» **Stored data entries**

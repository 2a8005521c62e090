//! GAL federation integration tests

mod common;

use provis_core::directory::DirectoryStore;
use provis_core::domain::{names, AttrMap};
use provis_core::service::account::CreateAccountInput;
use provis_core::service::domain::CreateDomainInput;
use provis_core::service::{GalMode, GalSearchParams, GalType};

async fn env_with_domain(domain_attrs: &[(&str, &str)]) -> common::TestEnv {
    let env = common::test_env().await;
    let mut input = CreateDomainInput::new("example.com");
    for (attr, value) in domain_attrs {
        input.attrs.set(attr, value.to_string());
    }
    env.engine.create_domain(input).await.unwrap();
    env
}

/// Stamp a change time on an internal entry, the way the directory would
async fn stamp(env: &common::TestEnv, dn: &str, when: &str) {
    env.store
        .inner()
        .modify(
            dn,
            vec![provis_core::directory::Modification::Replace(
                names::A_MODIFIED_TIMESTAMP.to_string(),
                vec![when.to_string()],
            )],
        )
        .await
        .unwrap();
}

async fn seed_external_contact(env: &common::TestEnv, cn: &str, mail: &str, stamp: &str) {
    let mut attrs = AttrMap::new();
    attrs.set(names::A_OBJECT_CLASS, "provisAccount");
    attrs.set("cn", cn);
    attrs.set(names::A_MAIL, mail);
    attrs.set(names::A_MODIFIED_TIMESTAMP, stamp);
    env.external
        .add(&format!("cn={cn},ou=gal"), attrs)
        .await
        .unwrap();
}

#[tokio::test]
async fn test_internal_query_matches_name_fields() {
    let env = env_with_domain(&[]).await;
    env.engine
        .create_account(CreateAccountInput::new("jane.roe@example.com"))
        .await
        .unwrap();
    env.engine
        .create_account(CreateAccountInput::new("john.doe@example.com"))
        .await
        .unwrap();

    let result = env
        .engine
        .search_gal(GalSearchParams::new("example.com", "jane"))
        .await
        .unwrap();
    assert_eq!(result.matches.len(), 1);
    assert_eq!(
        result.matches[0].attrs.get(names::A_MAIL),
        Some("jane.roe@example.com")
    );
    assert!(result.next_sync_token.is_none());
}

#[tokio::test]
async fn test_type_all_unions_resources_within_budget() {
    let env = env_with_domain(&[]).await;
    env.engine
        .create_account(CreateAccountInput::new("jane@example.com"))
        .await
        .unwrap();
    let mut resource = CreateAccountInput::new("room1@example.com");
    resource.calendar_resource = true;
    env.engine.create_account(resource).await.unwrap();

    let mut params = GalSearchParams::new("example.com", "");
    params.gal_type = GalType::All;
    let result = env.engine.search_gal(params.clone()).await.unwrap();
    assert_eq!(result.matches.len(), 2);

    // resources only
    params.gal_type = GalType::Resource;
    let result = env.engine.search_gal(params).await.unwrap();
    assert_eq!(result.matches.len(), 1);
    assert_eq!(
        result.matches[0].attrs.get(names::A_MAIL),
        Some("room1@example.com")
    );
}

#[tokio::test]
async fn test_sync_token_advances_past_observed_changes() {
    let env = env_with_domain(&[]).await;
    let account = env
        .engine
        .create_account(CreateAccountInput::new("jane@example.com"))
        .await
        .unwrap();
    stamp(&env, &account.dn, "20240115103000Z").await;

    let mut params = GalSearchParams::new("example.com", "");
    params.sync_token = Some(String::new()); // start from the epoch
    let result = env.engine.search_gal(params.clone()).await.unwrap();
    assert_eq!(result.matches.len(), 1);
    // greater-or-equal comparison: the token moves one second past the
    // newest observed change
    assert_eq!(result.next_sync_token.as_deref(), Some("20240115103001Z"));

    // nothing changed since: same token comes back, no matches re-fetched
    params.sync_token = result.next_sync_token.clone();
    let result = env.engine.search_gal(params).await.unwrap();
    assert!(result.matches.is_empty());
    assert_eq!(result.next_sync_token.as_deref(), Some("20240115103001Z"));
}

#[tokio::test]
async fn test_both_mode_splits_budget_and_takes_later_token() {
    let env = env_with_domain(&[
        (names::A_GAL_MODE, "both"),
        ("provisGalLdapURL", "ldap://gal.example.com"),
        ("provisGalLdapSearchBase", "ou=gal"),
    ])
    .await;

    for i in 0..8 {
        let account = env
            .engine
            .create_account(CreateAccountInput::new(format!("user{i}@example.com")))
            .await
            .unwrap();
        stamp(&env, &account.dn, "20240110000000Z").await;
    }
    for i in 0..8 {
        seed_external_contact(
            &env,
            &format!("contact{i}"),
            &format!("contact{i}@partner.com"),
            "20240120000000Z",
        )
        .await;
    }

    let mut params = GalSearchParams::new("example.com", "");
    params.sync_token = Some(String::new());
    params.limit = 10;
    let result = env.engine.search_gal(params).await.unwrap();

    // budget honored across both sources
    assert!(result.matches.len() <= 10);
    // the merged token is the later of the two sources' tokens
    assert_eq!(result.next_sync_token.as_deref(), Some("20240120000001Z"));
}

#[tokio::test]
async fn test_external_only_mode() {
    let env = env_with_domain(&[
        (names::A_GAL_MODE, "external"),
        ("provisGalLdapURL", "ldap://gal.example.com"),
        ("provisGalLdapSearchBase", "ou=gal"),
    ])
    .await;
    env.engine
        .create_account(CreateAccountInput::new("internal@example.com"))
        .await
        .unwrap();
    seed_external_contact(&env, "partner", "partner@partner.com", "20240120000000Z").await;

    let result = env
        .engine
        .search_gal(GalSearchParams::new("example.com", "partner"))
        .await
        .unwrap();
    assert_eq!(result.matches.len(), 1);
    assert_eq!(
        result.matches[0].attrs.get(names::A_MAIL),
        Some("partner@partner.com")
    );
}

#[tokio::test]
async fn test_mode_override_beats_domain_configuration() {
    let env = env_with_domain(&[(names::A_GAL_MODE, "external")]).await;
    env.engine
        .create_account(CreateAccountInput::new("jane@example.com"))
        .await
        .unwrap();

    // forcing internal mode sidesteps the (unconfigured) external source
    let mut params = GalSearchParams::new("example.com", "jane");
    params.mode = Some(GalMode::Internal);
    let result = env.engine.search_gal(params).await.unwrap();
    assert_eq!(result.matches.len(), 1);
}

#[tokio::test]
async fn test_truncation_is_reported() {
    let env = env_with_domain(&[]).await;
    for i in 0..5 {
        env.engine
            .create_account(CreateAccountInput::new(format!("user{i}@example.com")))
            .await
            .unwrap();
    }

    let mut params = GalSearchParams::new("example.com", "user");
    params.limit = 3;
    let result = env.engine.search_gal(params).await.unwrap();
    assert_eq!(result.matches.len(), 3);
    assert!(result.truncated);
}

» **WHAT NEEDS TO BE DONE**
All of the records above should be transcribed exactly.

» **ANSWER SPACE**
repository 2a8005521c62e090
//! GAL federation integration tests

mod common;

use provis_core::directory::DirectoryStore;
use provis_core::domain::{names, AttrMap};
use provis_core::service::account::CreateAccountInput;
use provis_core::service::domain::CreateDomainInput;
use provis_core::service::{GalMode, GalSearchParams, GalType};

async fn env_with_domain(domain_attrs: &[(&str, &str)]) -> common::TestEnv {
    let env = common::test_env().await;
    let mut input = CreateDomainInput::new("example.com");
    for (attr, value) in domain_attrs {
        input.attrs.set(attr, value.to_string());
    }
    env.engine.create_domain(input).await.unwrap();
    env
}

/// Stamp a change time on an internal entry, the way the directory would
async fn stamp(env: &common::TestEnv, dn: &str, when: &str) {
    env.store
        .inner()
        .modify(
            dn,
            vec![provis_core::directory::Modification::Replace(
                names::A_MODIFIED_TIMESTAMP.to_string(),
                vec![when.to_string()],
            )],
        )
        .await
        .unwrap();
}

async fn seed_external_contact(env: &common::TestEnv, cn: &str, mail: &str, stamp: &str) {
    let mut attrs = AttrMap::new();
    attrs.set(names::A_OBJECT_CLASS, "provisAccount");
    attrs.set("cn", cn);
    attrs.set(names::A_MAIL, mail);
    attrs.set(names::A_MODIFIED_TIMESTAMP, stamp);
    env.external
        .add(&format!("cn={cn},ou=gal"), attrs)
        .await
        .unwrap();
}

#[tokio::test]
async fn test_internal_query_matches_name_fields() {
    let env = env_with_domain(&[]).await;
    env.engine
        .create_account(CreateAccountInput::new("jane.roe@example.com"))
        .await
        .unwrap();
    env.engine
        .create_account(CreateAccountInput::new("john.doe@example.com"))
        .await
        .unwrap();

    let result = env
        .engine
        .search_gal(GalSearchParams::new("example.com", "jane"))
        .await
        .unwrap();
    assert_eq!(result.matches.len(), 1);
    assert_eq!(
        result.matches[0].attrs.get(names::A_MAIL),
        Some("jane.roe@example.com")
    );
    assert!(result.next_sync_token.is_none());
}

#[tokio::test]
async fn test_type_all_unions_resources_within_budget() {
    let env = env_with_domain(&[]).await;
    env.engine
        .create_account(CreateAccountInput::new("jane@example.com"))
        .await
        .unwrap();
    let mut resource = CreateAccountInput::new("room1@example.com");
    resource.calendar_resource = true;
    env.engine.create_account(resource).await.unwrap();

    let mut params = GalSearchParams::new("example.com", "");
    params.gal_type = GalType::All;
    let result = env.engine.search_gal(params.clone()).await.unwrap();
    assert_eq!(result.matches.len(), 2);

    // resources only
    params.gal_type = GalType::Resource;
    let result = env.engine.search_gal(params).await.unwrap();
    assert_eq!(result.matches.len(), 1);
    assert_eq!(
        result.matches[0].attrs.get(names::A_MAIL),
        Some("room1@example.com")
    );
}

#[tokio::test]
async fn test_sync_token_advances_past_observed_changes() {
    let env = env_with_domain(&[]).await;
    let account = env
        .engine
        .create_account(CreateAccountInput::new("jane@example.com"))
        .await
        .unwrap();
    stamp(&env, &account.dn, "20240115103000Z").await;

    let mut params = GalSearchParams::new("example.com", "");
    params.sync_token = Some(String::new()); // start from the epoch
    let result = env.engine.search_gal(params.clone()).await.unwrap();
    assert_eq!(result.matches.len(), 1);
    // greater-or-equal comparison: the token moves one second past the
    // newest observed change
    assert_eq!(result.next_sync_token.as_deref(), Some("20240115103001Z"));

    // nothing changed since: same token comes back, no matches re-fetched
    params.sync_token = result.next_sync_token.clone();
    let result = env.engine.search_gal(params).await.unwrap();
    assert!(result.matches.is_empty());
    assert_eq!(result.next_sync_token.as_deref(), Some("20240115103001Z"));
}

#[tokio::test]
async fn test_both_mode_splits_budget_and_takes_later_token() {
    let env = env_with_domain(&[
        (names::A_GAL_MODE, "both"),
        ("provisGalLdapURL", "ldap://gal.example.com"),
        ("provisGalLdapSearchBase", "ou=gal"),
    ])
    .await;

    for i in 0..8 {
        let account = env
            .engine
            .create_account(CreateAccountInput::new(format!("user{i}@example.com")))
            .await
            .unwrap();
        stamp(&env, &account.dn, "20240110000000Z").await;
    }
    for i in 0..8 {
        seed_external_contact(
            &env,
            &format!("contact{i}"),
            &format!("contact{i}@partner.com"),
            "20240120000000Z",
        )
        .await;
    }

    let mut params = GalSearchParams::new("example.com", "");
    params.sync_token = Some(String::new());
    params.limit = 10;
    let result = env.engine.search_gal(params).await.unwrap();

    // budget honored across both sources
    assert!(result.matches.len() <= 10);
    // the merged token is the later of the two sources' tokens
    assert_eq!(result.next_sync_token.as_deref(), Some("20240120000001Z"));
}

#[tokio::test]
async fn test_external_only_mode() {
    let env = env_with_domain(&[
        (names::A_GAL_MODE, "external"),
        ("provisGalLdapURL", "ldap://gal.example.com"),
        ("provisGalLdapSearchBase", "ou=gal"),
    ])
    .await;
    env.engine
        .create_account(CreateAccountInput::new("internal@example.com"))
        .await
        .unwrap();
    seed_external_contact(&env, "partner", "partner@partner.com", "20240120000000Z").await;

    let result = env
        .engine
        .search_gal(GalSearchParams::new("example.com", "partner"))
        .await
        .unwrap();
    assert_eq!(result.matches.len(), 1);
    assert_eq!(
        result.matches[0].attrs.get(names::A_MAIL),
        Some("partner@partner.com")
    );
}

#[tokio::test]
async fn test_mode_override_beats_domain_configuration() {
    let env = env_with_domain(&[(names::A_GAL_MODE, "external")]).await;
    env.engine
        .create_account(CreateAccountInput::new("jane@example.com"))
        .await
        .unwrap();

    // forcing internal mode sidesteps the (unconfigured) external source
    let mut params = GalSearchParams::new("example.com", "jane");
    params.mode = Some(GalMode::Internal);
    let result = env.engine.search_gal(params).await.unwrap();
    assert_eq!(result.matches.len(), 1);
}

#[tokio::test]
async fn test_truncation_is_reported() {
    let env = env_with_domain(&[]).await;
    for i in 0..5 {
        env.engine
            .create_account(CreateAccountInput::new(format!("user{i}@example.com")))
            .await
            .unwrap();
    }

    let mut params = GalSearchParams::new("example.com", "user");
    params.limit = 3;
    let result = env.engine.search_gal(params).await.unwrap();
    assert_eq!(result.matches.len(), 3);
    assert!(result.truncated);
}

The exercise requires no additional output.